Read through the data below and state how many of its lines contain the word "events", adding nothing.

_____

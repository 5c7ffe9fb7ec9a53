pub mod builders;
pub mod fakes;

use std::sync::Once;
use tracing_subscriber::{fmt, EnvFilter};

static INIT: Once = Once::new();

/// Initialise tracing for tests.
///
/// - Uses `with_test_writer()`, so logs are captured per-test.
/// - The Rust test harness only prints captured output for **failing** tests
///   (unless you run with `-- --nocapture`).
///
/// Enable levels with e.g.:
/// `RUST_LOG=autoignore=debug cargo test`
pub fn init_tracing() {
    INIT.call_once(|| {
        let filter =
            EnvFilter::try_from_default_env().unwrap_or_else(|_| EnvFilter::new("autoignore=debug"));

        fmt()
            .with_env_filter(filter)
            .with_test_writer() // print only for failing tests unless --nocapture
            .with_target(true)
            .without_time()
            .init();
    });
}
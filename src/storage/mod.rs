//! @acp:module "Storage"
//! @acp:summary "Project-relative file access for generated artifacts"
//! @acp:domain storage
//! @acp:layer service

use std::fs;
use std::path::{Path, PathBuf};

use tracing::debug;
use walkdir::WalkDir;

use crate::error::{IconError, Result};

/// @acp:summary "Narrow file access used by commands; paths are relative to the project root"
pub trait Storage {
    fn exists(&self, path: &Path) -> bool;
    fn read(&self, path: &Path) -> Result<String>;
    /// Write `contents`, creating parent directories as needed
    fn write(&self, path: &Path, contents: &str) -> Result<()>;
    /// File names directly inside `dir`, sorted; empty when `dir` does not exist
    fn list(&self, dir: &Path) -> Result<Vec<String>>;
    fn remove(&self, path: &Path) -> Result<()>;
}

/// @acp:summary "Storage backed by the local filesystem under a root directory"
#[derive(Debug, Clone)]
pub struct DiskStorage {
    root: PathBuf,
}

impl DiskStorage {
    pub fn new(root: impl Into<PathBuf>) -> Self {
        Self { root: root.into() }
    }

    pub fn resolve(&self, path: &Path) -> PathBuf {
        self.root.join(path)
    }
}

impl Storage for DiskStorage {
    fn exists(&self, path: &Path) -> bool {
        self.resolve(path).exists()
    }

    fn read(&self, path: &Path) -> Result<String> {
        let full = self.resolve(path);
        fs::read_to_string(&full).map_err(|e| IconError::io(full, e))
    }

    fn write(&self, path: &Path, contents: &str) -> Result<()> {
        let full = self.resolve(path);
        if let Some(parent) = full.parent() {
            fs::create_dir_all(parent).map_err(|e| IconError::io(parent, e))?;
        }
        debug!(path = %full.display(), bytes = contents.len(), "writing file");
        fs::write(&full, contents).map_err(|e| IconError::io(full, e))
    }

    fn list(&self, dir: &Path) -> Result<Vec<String>> {
        let full = self.resolve(dir);
        if !full.is_dir() {
            return Ok(Vec::new());
        }

        let mut names = Vec::new();
        for entry in WalkDir::new(&full).min_depth(1).max_depth(1) {
            let entry = entry.map_err(|e| {
                let path = e.path().map(Path::to_path_buf).unwrap_or_else(|| full.clone());
                let source = e
                    .into_io_error()
                    .unwrap_or_else(|| std::io::Error::other("filesystem loop"));
                IconError::io(path, source)
            })?;
            if entry.file_type().is_file() {
                names.push(entry.file_name().to_string_lossy().into_owned());
            }
        }

        names.sort();
        Ok(names)
    }

    fn remove(&self, path: &Path) -> Result<()> {
        let full = self.resolve(path);
        debug!(path = %full.display(), "removing file");
        fs::remove_file(&full).map_err(|e| IconError::io(full, e))
    }
}
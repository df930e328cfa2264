//! @acp:module "SVG Tree"
//! @acp:summary "Minimal element tree over quick-xml events, plus compact serialization"
//! @acp:domain svg
//! @acp:layer parser
//!
//! Only elements and text survive parsing. Comments, declarations, doctypes and
//! processing instructions are dropped on the way in, CDATA becomes text.

use quick_xml::events::{BytesStart, Event};
use quick_xml::Reader;

use crate::error::{IconError, Result};

/// A node in the SVG tree
#[derive(Debug, Clone, PartialEq, Eq)]
pub enum Node {
    Element(Element),
    Text(String),
}

/// An SVG element with ordered attributes
#[derive(Debug, Clone, PartialEq, Eq, Default)]
pub struct Element {
    pub name: String,
    pub attributes: Vec<(String, String)>,
    pub children: Vec<Node>,
}

impl Element {
    pub fn new(name: impl Into<String>) -> Self {
        Self {
            name: name.into(),
            ..Default::default()
        }
    }

    pub fn attribute(&self, key: &str) -> Option<&str> {
        self.attributes
            .iter()
            .find(|(k, _)| k == key)
            .map(|(_, v)| v.as_str())
    }

    /// Set an attribute, replacing the value in place if the key is already present
    pub fn set_attribute(&mut self, key: &str, value: impl Into<String>) {
        let value = value.into();
        match self.attributes.iter_mut().find(|(k, _)| k == key) {
            Some((_, existing)) => *existing = value,
            None => self.attributes.push((key.to_string(), value)),
        }
    }

    pub fn remove_attribute(&mut self, key: &str) -> Option<String> {
        let index = self.attributes.iter().position(|(k, _)| k == key)?;
        Some(self.attributes.remove(index).1)
    }

    pub fn child_elements(&self) -> impl Iterator<Item = &Element> {
        self.children.iter().filter_map(|child| match child {
            Node::Element(element) => Some(element),
            Node::Text(_) => None,
        })
    }

    /// Whether this element or any descendant carries an attribute with `prefix`
    pub fn uses_attribute_prefix(&self, prefix: &str) -> bool {
        self.attributes.iter().any(|(k, _)| k.starts_with(prefix))
            || self
                .child_elements()
                .any(|child| child.uses_attribute_prefix(prefix))
    }
}

/// Parse markup into its top-level nodes
pub fn parse(markup: &str) -> Result<Vec<Node>> {
    let mut reader = Reader::from_str(markup);
    let mut stack: Vec<Element> = Vec::new();
    let mut top: Vec<Node> = Vec::new();

    loop {
        let event = reader
            .read_event()
            .map_err(|e| IconError::MalformedSvg(e.to_string()))?;

        match event {
            Event::Start(start) => stack.push(element_from(&start)?),
            Event::Empty(start) => {
                let element = element_from(&start)?;
                attach(&mut stack, &mut top, Node::Element(element));
            }
            Event::End(end) => {
                let element = stack.pop().ok_or_else(|| {
                    IconError::MalformedSvg(format!(
                        "unexpected closing tag </{}>",
                        String::from_utf8_lossy(end.name().as_ref())
                    ))
                })?;
                attach(&mut stack, &mut top, Node::Element(element));
            }
            Event::Text(text) => {
                let text = text
                    .unescape()
                    .map_err(|e| IconError::MalformedSvg(e.to_string()))?;
                attach(&mut stack, &mut top, Node::Text(text.into_owned()));
            }
            Event::CData(data) => {
                let text = String::from_utf8_lossy(&data.into_inner()).into_owned();
                attach(&mut stack, &mut top, Node::Text(text));
            }
            Event::Eof => break,
            _ => {}
        }
    }

    if let Some(open) = stack.last() {
        return Err(IconError::MalformedSvg(format!("unclosed <{}>", open.name)));
    }

    Ok(top)
}

fn element_from(start: &BytesStart<'_>) -> Result<Element> {
    let mut element = Element::new(String::from_utf8_lossy(start.name().as_ref()));

    for attribute in start.attributes() {
        let attribute = attribute.map_err(|e| IconError::MalformedSvg(e.to_string()))?;
        let key = String::from_utf8_lossy(attribute.key.as_ref()).into_owned();
        let value = attribute
            .unescape_value()
            .map_err(|e| IconError::MalformedSvg(e.to_string()))?;
        element.set_attribute(&key, value.into_owned());
    }

    Ok(element)
}

fn attach(stack: &mut [Element], top: &mut Vec<Node>, node: Node) {
    match stack.last_mut() {
        Some(parent) => parent.children.push(node),
        None => top.push(node),
    }
}

/// Serialize an element as compact XML
pub fn to_xml(element: &Element) -> String {
    let mut out = String::new();
    write_element(element, &mut out);
    out
}

fn write_element(element: &Element, out: &mut String) {
    out.push('<');
    out.push_str(&element.name);
    for (key, value) in &element.attributes {
        out.push(' ');
        out.push_str(key);
        out.push_str("=\"");
        out.push_str(&escape_attribute(value));
        out.push('"');
    }

    if element.children.is_empty() {
        out.push_str("/>");
        return;
    }

    out.push('>');
    for child in &element.children {
        match child {
            Node::Element(child) => write_element(child, out),
            Node::Text(text) => out.push_str(&escape_text(text)),
        }
    }
    out.push_str("</");
    out.push_str(&element.name);
    out.push('>');
}

pub(crate) fn escape_text(text: &str) -> String {
    text.replace('&', "&amp;")
        .replace('<', "&lt;")
        .replace('>', "&gt;")
}

pub(crate) fn escape_attribute(value: &str) -> String {
    escape_text(value).replace('"', "&quot;")
}

#[cfg(test)]
mod tests {
    use super::*;

    #[test]
    fn test_parse_nested_elements() {
        let nodes = parse(r#"<svg a="1"><g><path d="M0 0"/></g></svg>"#).unwrap();
        assert_eq!(nodes.len(), 1);
        let Node::Element(svg) = &nodes[0] else {
            panic!("expected element");
        };
        assert_eq!(svg.name, "svg");
        assert_eq!(svg.attribute("a"), Some("1"));
        let g = svg.child_elements().next().unwrap();
        assert_eq!(g.child_elements().next().unwrap().attribute("d"), Some("M0 0"));
    }

    #[test]
    fn test_parse_drops_comments_and_declarations() {
        let nodes = parse("<?xml version=\"1.0\"?><!-- hi --><svg/>").unwrap();
        assert_eq!(nodes, vec![Node::Element(Element::new("svg"))]);
    }

    #[test]
    fn test_parse_rejects_mismatched_tags() {
        assert!(parse("<svg><g></svg>").is_err());
        assert!(parse("<svg><g>").is_err());
    }

    #[test]
    fn test_serialize_escapes() {
        let mut element = Element::new("title");
        element.set_attribute("data-x", "a\"b&c");
        element.children.push(Node::Text("1 < 2".to_string()));
        assert_eq!(
            to_xml(&element),
            r#"<title data-x="a&quot;b&amp;c">1 &lt; 2</title>"#
        );
    }

    #[test]
    fn test_set_attribute_replaces_in_place() {
        let mut element = Element::new("svg");
        element.set_attribute("a", "1");
        element.set_attribute("b", "2");
        element.set_attribute("a", "3");
        assert_eq!(
            element.attributes,
            vec![("a".to_string(), "3".to_string()), ("b".to_string(), "2".to_string())]
        );
    }
}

_____

__Answer for the task__: 2